Source records:
::::::::::

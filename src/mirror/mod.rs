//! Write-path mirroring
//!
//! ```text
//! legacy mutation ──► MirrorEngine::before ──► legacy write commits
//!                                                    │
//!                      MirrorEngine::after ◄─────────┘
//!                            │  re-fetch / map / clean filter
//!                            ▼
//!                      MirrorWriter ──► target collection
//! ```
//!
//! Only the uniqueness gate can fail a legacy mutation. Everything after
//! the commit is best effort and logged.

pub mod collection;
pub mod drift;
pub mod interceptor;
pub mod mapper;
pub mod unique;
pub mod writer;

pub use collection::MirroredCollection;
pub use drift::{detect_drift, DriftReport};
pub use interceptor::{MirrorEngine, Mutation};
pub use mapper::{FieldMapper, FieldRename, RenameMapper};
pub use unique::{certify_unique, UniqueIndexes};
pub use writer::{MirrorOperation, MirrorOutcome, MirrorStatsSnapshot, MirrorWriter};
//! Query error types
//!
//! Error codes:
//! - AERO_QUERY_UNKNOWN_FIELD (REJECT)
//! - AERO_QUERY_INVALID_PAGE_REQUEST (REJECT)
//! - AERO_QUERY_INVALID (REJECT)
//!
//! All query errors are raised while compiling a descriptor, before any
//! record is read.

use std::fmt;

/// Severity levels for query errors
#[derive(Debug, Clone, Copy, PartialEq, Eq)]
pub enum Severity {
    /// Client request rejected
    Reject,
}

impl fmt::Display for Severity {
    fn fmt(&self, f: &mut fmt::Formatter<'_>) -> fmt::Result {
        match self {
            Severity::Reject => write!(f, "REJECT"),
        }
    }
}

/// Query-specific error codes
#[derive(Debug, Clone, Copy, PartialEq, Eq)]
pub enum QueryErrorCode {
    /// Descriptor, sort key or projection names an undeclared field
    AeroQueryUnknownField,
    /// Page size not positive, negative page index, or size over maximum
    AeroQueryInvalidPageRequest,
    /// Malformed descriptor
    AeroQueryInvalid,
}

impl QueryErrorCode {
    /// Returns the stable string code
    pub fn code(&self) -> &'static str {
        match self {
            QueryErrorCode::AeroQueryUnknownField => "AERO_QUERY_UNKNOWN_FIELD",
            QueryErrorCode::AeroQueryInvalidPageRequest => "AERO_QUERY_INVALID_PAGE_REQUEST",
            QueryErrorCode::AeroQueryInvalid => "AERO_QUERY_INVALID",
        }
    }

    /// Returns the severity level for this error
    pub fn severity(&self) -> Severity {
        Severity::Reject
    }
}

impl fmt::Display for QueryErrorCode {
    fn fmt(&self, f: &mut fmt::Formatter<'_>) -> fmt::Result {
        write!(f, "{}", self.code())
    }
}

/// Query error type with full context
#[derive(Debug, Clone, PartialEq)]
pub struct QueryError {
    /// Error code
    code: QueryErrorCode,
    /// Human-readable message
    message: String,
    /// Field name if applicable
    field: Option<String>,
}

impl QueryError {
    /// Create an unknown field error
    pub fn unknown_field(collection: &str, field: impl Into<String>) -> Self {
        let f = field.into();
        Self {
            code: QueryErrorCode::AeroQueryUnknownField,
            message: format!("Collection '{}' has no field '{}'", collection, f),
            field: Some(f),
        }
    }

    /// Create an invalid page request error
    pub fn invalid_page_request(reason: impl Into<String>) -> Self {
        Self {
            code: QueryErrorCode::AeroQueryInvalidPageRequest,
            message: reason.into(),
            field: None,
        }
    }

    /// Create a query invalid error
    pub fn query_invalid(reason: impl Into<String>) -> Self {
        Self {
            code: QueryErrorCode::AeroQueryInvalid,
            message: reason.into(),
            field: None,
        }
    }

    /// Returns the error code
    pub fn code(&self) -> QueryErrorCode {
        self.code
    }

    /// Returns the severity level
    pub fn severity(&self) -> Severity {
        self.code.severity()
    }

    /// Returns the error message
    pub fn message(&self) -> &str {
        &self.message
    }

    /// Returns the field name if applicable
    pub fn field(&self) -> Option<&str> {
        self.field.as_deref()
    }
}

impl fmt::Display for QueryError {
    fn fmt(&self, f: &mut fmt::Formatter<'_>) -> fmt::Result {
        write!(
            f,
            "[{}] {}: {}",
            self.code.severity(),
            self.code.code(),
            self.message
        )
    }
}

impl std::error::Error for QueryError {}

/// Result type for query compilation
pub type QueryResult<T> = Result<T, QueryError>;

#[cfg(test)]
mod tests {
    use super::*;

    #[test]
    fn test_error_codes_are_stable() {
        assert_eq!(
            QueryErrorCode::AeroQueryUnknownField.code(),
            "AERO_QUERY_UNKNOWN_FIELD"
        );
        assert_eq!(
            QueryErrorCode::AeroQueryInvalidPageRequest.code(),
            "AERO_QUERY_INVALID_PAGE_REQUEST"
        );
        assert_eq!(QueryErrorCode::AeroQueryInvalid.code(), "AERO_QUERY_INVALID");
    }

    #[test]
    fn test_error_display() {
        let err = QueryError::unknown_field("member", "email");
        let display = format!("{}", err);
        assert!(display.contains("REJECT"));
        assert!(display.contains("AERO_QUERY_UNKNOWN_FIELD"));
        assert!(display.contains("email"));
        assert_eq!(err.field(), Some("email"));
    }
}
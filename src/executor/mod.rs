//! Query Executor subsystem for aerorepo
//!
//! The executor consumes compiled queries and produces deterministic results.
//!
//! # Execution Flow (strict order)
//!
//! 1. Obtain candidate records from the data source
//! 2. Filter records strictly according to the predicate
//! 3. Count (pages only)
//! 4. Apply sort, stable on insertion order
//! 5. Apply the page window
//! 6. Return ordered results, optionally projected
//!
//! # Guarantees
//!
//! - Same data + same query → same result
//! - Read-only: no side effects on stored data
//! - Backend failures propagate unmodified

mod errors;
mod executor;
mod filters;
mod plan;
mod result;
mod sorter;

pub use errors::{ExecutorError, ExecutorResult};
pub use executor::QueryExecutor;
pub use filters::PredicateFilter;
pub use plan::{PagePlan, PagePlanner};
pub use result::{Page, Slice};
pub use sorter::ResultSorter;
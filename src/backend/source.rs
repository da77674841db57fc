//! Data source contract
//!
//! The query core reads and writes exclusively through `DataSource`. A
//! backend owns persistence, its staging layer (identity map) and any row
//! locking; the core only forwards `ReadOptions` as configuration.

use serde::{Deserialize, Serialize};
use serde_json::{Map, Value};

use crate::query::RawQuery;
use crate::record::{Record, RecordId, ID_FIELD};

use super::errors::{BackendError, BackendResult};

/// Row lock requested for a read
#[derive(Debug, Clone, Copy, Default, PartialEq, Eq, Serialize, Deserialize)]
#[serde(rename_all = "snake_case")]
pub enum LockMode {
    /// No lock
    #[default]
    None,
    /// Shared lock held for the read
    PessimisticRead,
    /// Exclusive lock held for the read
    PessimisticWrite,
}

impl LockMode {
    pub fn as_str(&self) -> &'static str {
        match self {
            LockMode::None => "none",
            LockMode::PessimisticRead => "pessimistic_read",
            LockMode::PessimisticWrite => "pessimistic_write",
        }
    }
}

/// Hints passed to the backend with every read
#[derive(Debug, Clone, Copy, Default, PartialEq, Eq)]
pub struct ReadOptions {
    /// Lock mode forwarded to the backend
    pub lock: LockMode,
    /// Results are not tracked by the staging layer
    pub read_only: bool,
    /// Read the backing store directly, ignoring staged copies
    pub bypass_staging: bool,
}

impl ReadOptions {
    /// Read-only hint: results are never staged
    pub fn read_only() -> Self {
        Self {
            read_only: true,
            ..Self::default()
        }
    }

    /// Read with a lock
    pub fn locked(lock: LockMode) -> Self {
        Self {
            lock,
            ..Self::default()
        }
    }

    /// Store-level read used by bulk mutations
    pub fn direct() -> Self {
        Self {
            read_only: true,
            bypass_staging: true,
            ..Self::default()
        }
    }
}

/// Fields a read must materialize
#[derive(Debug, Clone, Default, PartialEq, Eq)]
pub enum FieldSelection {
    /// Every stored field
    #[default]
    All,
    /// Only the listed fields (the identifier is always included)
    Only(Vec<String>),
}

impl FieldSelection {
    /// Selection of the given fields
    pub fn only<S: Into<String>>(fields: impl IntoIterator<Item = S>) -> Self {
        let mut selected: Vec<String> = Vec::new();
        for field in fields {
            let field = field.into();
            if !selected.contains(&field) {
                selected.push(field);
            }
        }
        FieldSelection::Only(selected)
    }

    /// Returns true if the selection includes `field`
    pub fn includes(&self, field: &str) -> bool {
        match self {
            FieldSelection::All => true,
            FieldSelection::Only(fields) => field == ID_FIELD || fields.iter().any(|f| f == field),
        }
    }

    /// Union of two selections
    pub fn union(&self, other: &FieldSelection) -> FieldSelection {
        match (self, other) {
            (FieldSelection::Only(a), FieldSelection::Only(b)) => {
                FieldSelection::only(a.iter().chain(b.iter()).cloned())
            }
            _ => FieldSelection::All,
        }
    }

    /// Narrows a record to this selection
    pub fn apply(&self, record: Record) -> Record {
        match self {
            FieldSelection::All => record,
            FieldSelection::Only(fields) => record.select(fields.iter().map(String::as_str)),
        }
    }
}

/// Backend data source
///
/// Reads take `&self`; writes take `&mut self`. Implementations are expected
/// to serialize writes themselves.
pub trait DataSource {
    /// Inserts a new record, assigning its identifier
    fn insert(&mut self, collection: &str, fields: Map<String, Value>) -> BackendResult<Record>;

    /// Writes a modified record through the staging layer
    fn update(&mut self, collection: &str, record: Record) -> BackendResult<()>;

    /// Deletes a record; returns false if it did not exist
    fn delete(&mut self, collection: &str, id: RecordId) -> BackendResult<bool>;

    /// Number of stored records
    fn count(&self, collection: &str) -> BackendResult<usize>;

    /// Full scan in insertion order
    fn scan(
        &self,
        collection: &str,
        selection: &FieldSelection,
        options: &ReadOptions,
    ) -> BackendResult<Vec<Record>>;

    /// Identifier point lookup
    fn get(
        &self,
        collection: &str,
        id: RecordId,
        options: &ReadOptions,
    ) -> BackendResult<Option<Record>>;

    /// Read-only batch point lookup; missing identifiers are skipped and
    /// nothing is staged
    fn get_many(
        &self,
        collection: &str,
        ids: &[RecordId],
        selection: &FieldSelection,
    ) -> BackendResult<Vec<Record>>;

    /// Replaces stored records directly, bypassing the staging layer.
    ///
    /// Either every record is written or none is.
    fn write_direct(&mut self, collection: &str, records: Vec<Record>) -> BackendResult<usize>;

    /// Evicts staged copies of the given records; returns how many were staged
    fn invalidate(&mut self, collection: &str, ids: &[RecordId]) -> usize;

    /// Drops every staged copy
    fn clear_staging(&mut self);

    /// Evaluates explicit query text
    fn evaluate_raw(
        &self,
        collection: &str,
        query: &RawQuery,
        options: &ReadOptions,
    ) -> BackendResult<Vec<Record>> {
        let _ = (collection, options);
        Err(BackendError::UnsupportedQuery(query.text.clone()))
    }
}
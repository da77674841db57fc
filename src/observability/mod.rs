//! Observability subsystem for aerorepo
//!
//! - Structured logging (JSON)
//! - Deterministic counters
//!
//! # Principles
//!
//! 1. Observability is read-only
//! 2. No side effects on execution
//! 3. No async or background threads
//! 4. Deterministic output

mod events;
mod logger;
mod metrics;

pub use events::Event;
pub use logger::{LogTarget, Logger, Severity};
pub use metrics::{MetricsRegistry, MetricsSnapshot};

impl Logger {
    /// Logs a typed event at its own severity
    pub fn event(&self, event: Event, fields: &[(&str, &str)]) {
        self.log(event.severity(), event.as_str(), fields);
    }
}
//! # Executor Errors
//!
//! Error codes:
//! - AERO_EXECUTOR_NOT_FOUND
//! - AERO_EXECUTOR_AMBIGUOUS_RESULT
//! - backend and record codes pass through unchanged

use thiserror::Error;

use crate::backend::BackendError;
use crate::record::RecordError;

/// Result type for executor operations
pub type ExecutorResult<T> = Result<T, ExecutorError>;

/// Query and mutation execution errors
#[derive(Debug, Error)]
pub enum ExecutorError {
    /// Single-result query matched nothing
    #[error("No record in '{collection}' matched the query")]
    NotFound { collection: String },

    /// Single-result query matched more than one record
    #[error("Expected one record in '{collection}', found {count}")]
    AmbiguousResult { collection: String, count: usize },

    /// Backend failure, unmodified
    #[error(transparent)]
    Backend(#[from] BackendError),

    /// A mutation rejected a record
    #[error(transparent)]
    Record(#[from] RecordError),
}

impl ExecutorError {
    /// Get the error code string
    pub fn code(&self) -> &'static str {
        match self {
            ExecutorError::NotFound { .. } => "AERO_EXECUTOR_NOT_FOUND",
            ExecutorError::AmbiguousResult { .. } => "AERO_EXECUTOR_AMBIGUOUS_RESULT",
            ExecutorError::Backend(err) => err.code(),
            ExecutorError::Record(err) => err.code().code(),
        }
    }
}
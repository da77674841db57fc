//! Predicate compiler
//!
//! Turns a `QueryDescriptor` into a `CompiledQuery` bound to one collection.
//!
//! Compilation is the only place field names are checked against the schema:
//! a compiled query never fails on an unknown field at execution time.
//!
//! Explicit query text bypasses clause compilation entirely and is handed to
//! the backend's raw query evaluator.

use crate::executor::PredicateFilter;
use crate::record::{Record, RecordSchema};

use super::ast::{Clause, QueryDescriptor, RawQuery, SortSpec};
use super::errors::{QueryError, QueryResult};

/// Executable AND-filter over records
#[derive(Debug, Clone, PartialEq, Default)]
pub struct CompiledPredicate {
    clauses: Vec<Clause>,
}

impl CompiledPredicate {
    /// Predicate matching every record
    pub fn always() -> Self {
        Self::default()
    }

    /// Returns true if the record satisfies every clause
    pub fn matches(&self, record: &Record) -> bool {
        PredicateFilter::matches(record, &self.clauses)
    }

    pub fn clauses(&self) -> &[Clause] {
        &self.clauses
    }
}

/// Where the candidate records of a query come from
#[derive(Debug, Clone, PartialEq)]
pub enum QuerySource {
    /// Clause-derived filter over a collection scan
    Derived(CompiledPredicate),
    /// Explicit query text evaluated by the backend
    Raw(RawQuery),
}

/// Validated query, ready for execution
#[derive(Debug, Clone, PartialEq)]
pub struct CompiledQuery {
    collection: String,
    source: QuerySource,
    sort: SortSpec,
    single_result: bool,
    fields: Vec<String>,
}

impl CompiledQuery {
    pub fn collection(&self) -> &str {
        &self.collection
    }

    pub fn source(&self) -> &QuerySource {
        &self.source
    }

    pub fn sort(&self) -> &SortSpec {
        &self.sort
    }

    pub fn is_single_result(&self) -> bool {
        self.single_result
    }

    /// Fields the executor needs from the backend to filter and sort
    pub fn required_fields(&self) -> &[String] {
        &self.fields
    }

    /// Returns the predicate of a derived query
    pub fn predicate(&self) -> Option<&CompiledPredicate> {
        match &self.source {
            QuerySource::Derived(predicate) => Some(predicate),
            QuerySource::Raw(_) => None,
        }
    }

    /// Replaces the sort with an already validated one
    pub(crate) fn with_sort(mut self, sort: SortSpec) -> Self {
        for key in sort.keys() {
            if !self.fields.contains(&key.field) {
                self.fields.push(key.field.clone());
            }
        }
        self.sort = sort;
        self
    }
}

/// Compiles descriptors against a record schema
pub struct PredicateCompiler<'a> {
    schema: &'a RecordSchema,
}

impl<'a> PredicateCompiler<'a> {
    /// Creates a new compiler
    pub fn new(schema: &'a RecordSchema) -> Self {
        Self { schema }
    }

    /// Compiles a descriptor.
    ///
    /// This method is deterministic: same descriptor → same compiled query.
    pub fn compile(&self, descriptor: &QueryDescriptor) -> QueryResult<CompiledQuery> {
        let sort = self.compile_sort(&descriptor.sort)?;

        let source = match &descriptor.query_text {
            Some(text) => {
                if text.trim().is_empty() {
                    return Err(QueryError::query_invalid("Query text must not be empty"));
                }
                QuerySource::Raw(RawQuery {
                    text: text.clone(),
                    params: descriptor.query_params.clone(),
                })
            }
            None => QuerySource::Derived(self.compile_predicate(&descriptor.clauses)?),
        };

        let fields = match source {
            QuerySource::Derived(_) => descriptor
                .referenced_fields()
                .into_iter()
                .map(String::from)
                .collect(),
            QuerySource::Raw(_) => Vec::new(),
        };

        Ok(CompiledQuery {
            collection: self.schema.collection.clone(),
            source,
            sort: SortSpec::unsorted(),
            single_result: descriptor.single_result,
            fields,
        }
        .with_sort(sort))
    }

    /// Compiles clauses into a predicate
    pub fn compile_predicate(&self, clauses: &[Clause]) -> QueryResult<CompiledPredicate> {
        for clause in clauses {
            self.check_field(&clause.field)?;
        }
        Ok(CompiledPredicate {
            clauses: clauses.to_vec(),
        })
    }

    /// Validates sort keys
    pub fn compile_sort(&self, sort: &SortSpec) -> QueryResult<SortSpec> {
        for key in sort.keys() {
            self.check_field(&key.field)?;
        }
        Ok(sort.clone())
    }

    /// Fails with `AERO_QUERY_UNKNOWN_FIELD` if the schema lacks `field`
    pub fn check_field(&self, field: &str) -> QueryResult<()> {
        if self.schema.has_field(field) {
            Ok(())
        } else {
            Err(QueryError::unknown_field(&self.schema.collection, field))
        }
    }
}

::::::::::

**Problem description:** Beginning at the line above with "let mut selected: Vec<String>" and finishing at the line with "(FieldSelection::Only(a), FieldSelection::Only(b)) =>", return each line exactly and return nothing else.

**Solution to this exercise:**
        let mut selected: Vec<String> = Vec::new();
        for field in fields {
            let field = field.into();
            if !selected.contains(&field) {
                selected.push(field);
            }
        }
        FieldSelection::Only(selected)
    }

    /// Returns true if the selection includes `field`
    pub fn includes(&self, field: &str) -> bool {
        match self {
            FieldSelection::All => true,
            FieldSelection::Only(fields) => field == ID_FIELD || fields.iter().any(|f| f == field),
        }
    }

    /// Union of two selections
    pub fn union(&self, other: &FieldSelection) -> FieldSelection {
        match (self, other) {
            (FieldSelection::Only(a), FieldSelection::Only(b)) => {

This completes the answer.